• Work task:
Go line by line through the entries and show those that hold the string "year".

• Exercise inputs:
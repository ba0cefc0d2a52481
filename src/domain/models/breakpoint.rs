//! Breakpoint domain model.
//!
//! A breakpoint is an explicit, blocking human-review gate within a process:
//! the run suspends until an external decision is recorded or the configured
//! timeout elapses.

use chrono::{DateTime, Utc};
use serde::{Deserialize, Serialize};
use serde_json::Value;
use uuid::Uuid;

use crate::domain::models::artifact::Artifact;

/// Lifecycle of one breakpoint.
#[derive(Debug, Clone, Copy, PartialEq, Eq, Serialize, Deserialize)]
#[serde(rename_all = "snake_case")]
pub enum BreakpointState {
    /// Created, not yet published to a decision channel.
    Armed,
    /// Published; the run is blocked awaiting a decision.
    Suspended,
    /// A decision arrived and the run resumed.
    Resumed,
    /// Timed out or the run was cancelled while suspended.
    Aborted,
}

impl BreakpointState {
    pub fn is_terminal(&self) -> bool {
        matches!(self, Self::Resumed | Self::Aborted)
    }

    pub fn as_str(&self) -> &'static str {
        match self {
            Self::Armed => "armed",
            Self::Suspended => "suspended",
            Self::Resumed => "resumed",
            Self::Aborted => "aborted",
        }
    }
}

/// A human-review request raised by a process phase.
#[derive(Debug, Clone, PartialEq, Serialize, Deserialize)]
pub struct BreakpointRequest {
    /// Stable identifier, used to correlate the recorded decision.
    pub id: Uuid,
    pub title: String,
    pub question: String,
    /// Freeform context for the reviewer. The runner injects the run id.
    #[serde(default)]
    pub context: Value,
    /// Candidate artifacts the reviewer should inspect.
    #[serde(default)]
    pub files: Vec<ArtifactCandidate>,
}

impl BreakpointRequest {
    pub fn new(title: impl Into<String>, question: impl Into<String>) -> Self {
        Self {
            id: Uuid::new_v4(),
            title: title.into(),
            question: question.into(),
            context: Value::Null,
            files: Vec::new(),
        }
    }

    pub fn with_context(mut self, context: Value) -> Self {
        self.context = context;
        self
    }

    pub fn with_file(mut self, artifact: &Artifact) -> Self {
        self.files.push(ArtifactCandidate {
            path: artifact.path.clone(),
            format: format!("{:?}", artifact.format).to_lowercase(),
            label: artifact.label.clone(),
            missing: false,
        });
        self
    }
}

/// A file reference inside a breakpoint request. Existence is verified when
/// the breakpoint arms; missing files are flagged rather than dropped.
#[derive(Debug, Clone, PartialEq, Eq, Serialize, Deserialize)]
pub struct ArtifactCandidate {
    pub path: String,
    pub format: String,
    #[serde(default, skip_serializing_if = "Option::is_none")]
    pub label: Option<String>,
    #[serde(default)]
    pub missing: bool,
}

/// The reviewer's verdict.
#[derive(Debug, Clone, Copy, PartialEq, Eq, Serialize, Deserialize)]
#[serde(rename_all = "snake_case")]
pub enum Verdict {
    /// Proceed as-is.
    Approve,
    /// Stop the run.
    Reject,
    /// Proceed with reviewer-supplied adjustments in the payload.
    Amend,
}

impl Verdict {
    #[allow(clippy::should_implement_trait)]
    pub fn from_str(s: &str) -> Option<Self> {
        match s.to_lowercase().as_str() {
            "approve" | "approved" | "proceed" => Some(Self::Approve),
            "reject" | "rejected" => Some(Self::Reject),
            "amend" | "amended" => Some(Self::Amend),
            _ => None,
        }
    }

    pub fn as_str(&self) -> &'static str {
        match self {
            Self::Approve => "approve",
            Self::Reject => "reject",
            Self::Amend => "amend",
        }
    }
}

/// An external decision resolving a breakpoint.
#[derive(Debug, Clone, PartialEq, Serialize, Deserialize)]
pub struct Decision {
    pub verdict: Verdict,
    #[serde(default, skip_serializing_if = "Option::is_none")]
    pub note: Option<String>,
    /// Reviewer-supplied data, exposed to subsequent phases.
    #[serde(default, skip_serializing_if = "Option::is_none")]
    pub payload: Option<Value>,
    /// Hand-written decision files may omit this; it defaults to read time.
    #[serde(default = "chrono::Utc::now")]
    pub decided_at: DateTime<Utc>,
}

impl Decision {
    pub fn approve() -> Self {
        Self {
            verdict: Verdict::Approve,
            note: None,
            payload: None,
            decided_at: Utc::now(),
        }
    }

    pub fn reject(note: impl Into<String>) -> Self {
        Self {
            verdict: Verdict::Reject,
            note: Some(note.into()),
            payload: None,
            decided_at: Utc::now(),
        }
    }

    pub fn amend(payload: Value) -> Self {
        Self {
            verdict: Verdict::Amend,
            note: None,
            payload: Some(payload),
            decided_at: Utc::now(),
        }
    }

    pub fn with_note(mut self, note: impl Into<String>) -> Self {
        self.note = Some(note.into());
        self
    }
}
//! Agent prompt rendering.
//!
//! Backends that speak plain text (subprocesses, chat-style services) need
//! the structured `AgentSpec` flattened into a single prompt document. The
//! rendered form substitutes the task text and a pretty-printed JSON context
//! into a fixed scaffold; on validation retries the previous attempt's
//! violations are appended so the agent can self-correct.

use serde_json::Value;

use crate::domain::models::schema::SchemaViolations;
use crate::domain::ports::backend::InvocationRequest;

/// Render one invocation into a plain-text prompt.
pub fn render_invocation(request: &InvocationRequest) -> String {
    let agent = &request.descriptor.agent;
    let prompt = &agent.prompt;
    let mut out = String::new();

    if !prompt.role.is_empty() {
        out.push_str(&format!("You are {}.\n\n", prompt.role));
    }

    out.push_str("# Task\n\n");
    out.push_str(&prompt.task);
    out.push('\n');

    if !agent.skills.is_empty() {
        out.push_str(&format!("\nRelevant skills: {}\n", agent.skills.join(", ")));
    }

    out.push_str("\n# Context\n\n");
    out.push_str(&pretty_json(&prompt.context));
    out.push('\n');

    out.push_str("\n# Arguments\n\n");
    out.push_str(&pretty_json(&request.args));
    out.push('\n');

    if !prompt.instructions.is_empty() {
        out.push_str("\n# Instructions\n\n");
        for (index, instruction) in prompt.instructions.iter().enumerate() {
            out.push_str(&format!("{}. {}\n", index + 1, instruction));
        }
    }

    let format = if prompt.output_format.is_empty() {
        "json"
    } else {
        &prompt.output_format
    };
    out.push_str(&format!(
        "\n# Output format\n\nRespond with a single {format} value.\n"
    ));

    if !request.descriptor.output_schema.is_empty() {
        out.push_str("\nThe response must satisfy this schema:\n");
        out.push_str(&pretty_json(
            &serde_json::to_value(&request.descriptor.output_schema).unwrap_or(Value::Null),
        ));
        out.push('\n');
    }

    if let Some(feedback) = &request.feedback {
        out.push_str(&render_feedback(feedback));
    }

    out
}

fn render_feedback(violations: &SchemaViolations) -> String {
    let mut out = String::from(
        "\n# Correction required\n\nYour previous response failed validation:\n",
    );
    for violation in violations.iter() {
        out.push_str(&format!("- {violation}\n"));
    }
    out.push_str("Return a corrected response that fixes every issue above.\n");
    out
}

fn pretty_json(value: &Value) -> String {
    match value {
        Value::Null => "{}".to_string(),
        other => serde_json::to_string_pretty(other).unwrap_or_else(|_| other.to_string()),
    }
}

#[cfg(test)]
mod tests {
    use super::*;
    use crate::domain::models::descriptor::{
        AgentSpec, EffectId, PromptSpec, TaskCtx, TaskDescriptorShape, define_task,
    };
    use crate::domain::models::schema::{OutputSchema, PropertyType, SchemaViolation};
    use serde_json::json;

    fn sample_request(feedback: Option<SchemaViolations>) -> InvocationRequest {
        let factory = define_task("inventory", |_args, _ctx| {
            TaskDescriptorShape::new()
                .title("Build emission inventory")
                .agent(AgentSpec {
                    name: "environmental-engineer".to_string(),
                    skills: vec!["dispersion-modeling".to_string()],
                    prompt: PromptSpec {
                        role: "a senior environmental engineer".to_string(),
                        task: "Quantify annual emissions per pollutant.".to_string(),
                        context: json!({"facility": "plant-7"}),
                        instructions: vec![
                            "Use the provided stack parameters.".to_string(),
                            "Report totals in tons per year.".to_string(),
                        ],
                        output_format: "json".to_string(),
                    },
                })
                .output_schema(
                    OutputSchema::new().required_property("total_tons", PropertyType::Number),
                )
        });
        let descriptor = factory
            .build(
                &json!({}),
                &TaskCtx {
                    effect_id: EffectId::new(),
                },
            )
            .unwrap();

        let mut request = InvocationRequest::new(descriptor, json!({"year": 2026}));
        if let Some(feedback) = feedback {
            request = request.with_feedback(feedback);
        }
        request
    }

    #[test]
    fn test_render_includes_all_sections() {
        let rendered = render_invocation(&sample_request(None));

        assert!(rendered.contains("You are a senior environmental engineer."));
        assert!(rendered.contains("# Task"));
        assert!(rendered.contains("Quantify annual emissions"));
        assert!(rendered.contains("Relevant skills: dispersion-modeling"));
        assert!(rendered.contains("\"facility\": \"plant-7\""));
        assert!(rendered.contains("\"year\": 2026"));
        assert!(rendered.contains("1. Use the provided stack parameters."));
        assert!(rendered.contains("2. Report totals in tons per year."));
        assert!(rendered.contains("single json value"));
        assert!(rendered.contains("total_tons"));
        assert!(!rendered.contains("Correction required"));
    }

    #[test]
    fn test_render_appends_feedback_on_retry() {
        let feedback = SchemaViolations(vec![SchemaViolation::TypeMismatch {
            field: "total_tons".to_string(),
            expected: "number".to_string(),
            actual: "string".to_string(),
        }]);
        let rendered = render_invocation(&sample_request(Some(feedback)));

        assert!(rendered.contains("# Correction required"));
        assert!(rendered.contains("field 'total_tons' expected number, got string"));
    }
}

• Solved problem:
                            "Report totals in tons per year.".to_string(),
        let mut request = InvocationRequest::new(descriptor, json!({"year": 2026}));
        assert!(rendered.contains("\"year\": 2026"));
        assert!(rendered.contains("2. Report totals in tons per year."));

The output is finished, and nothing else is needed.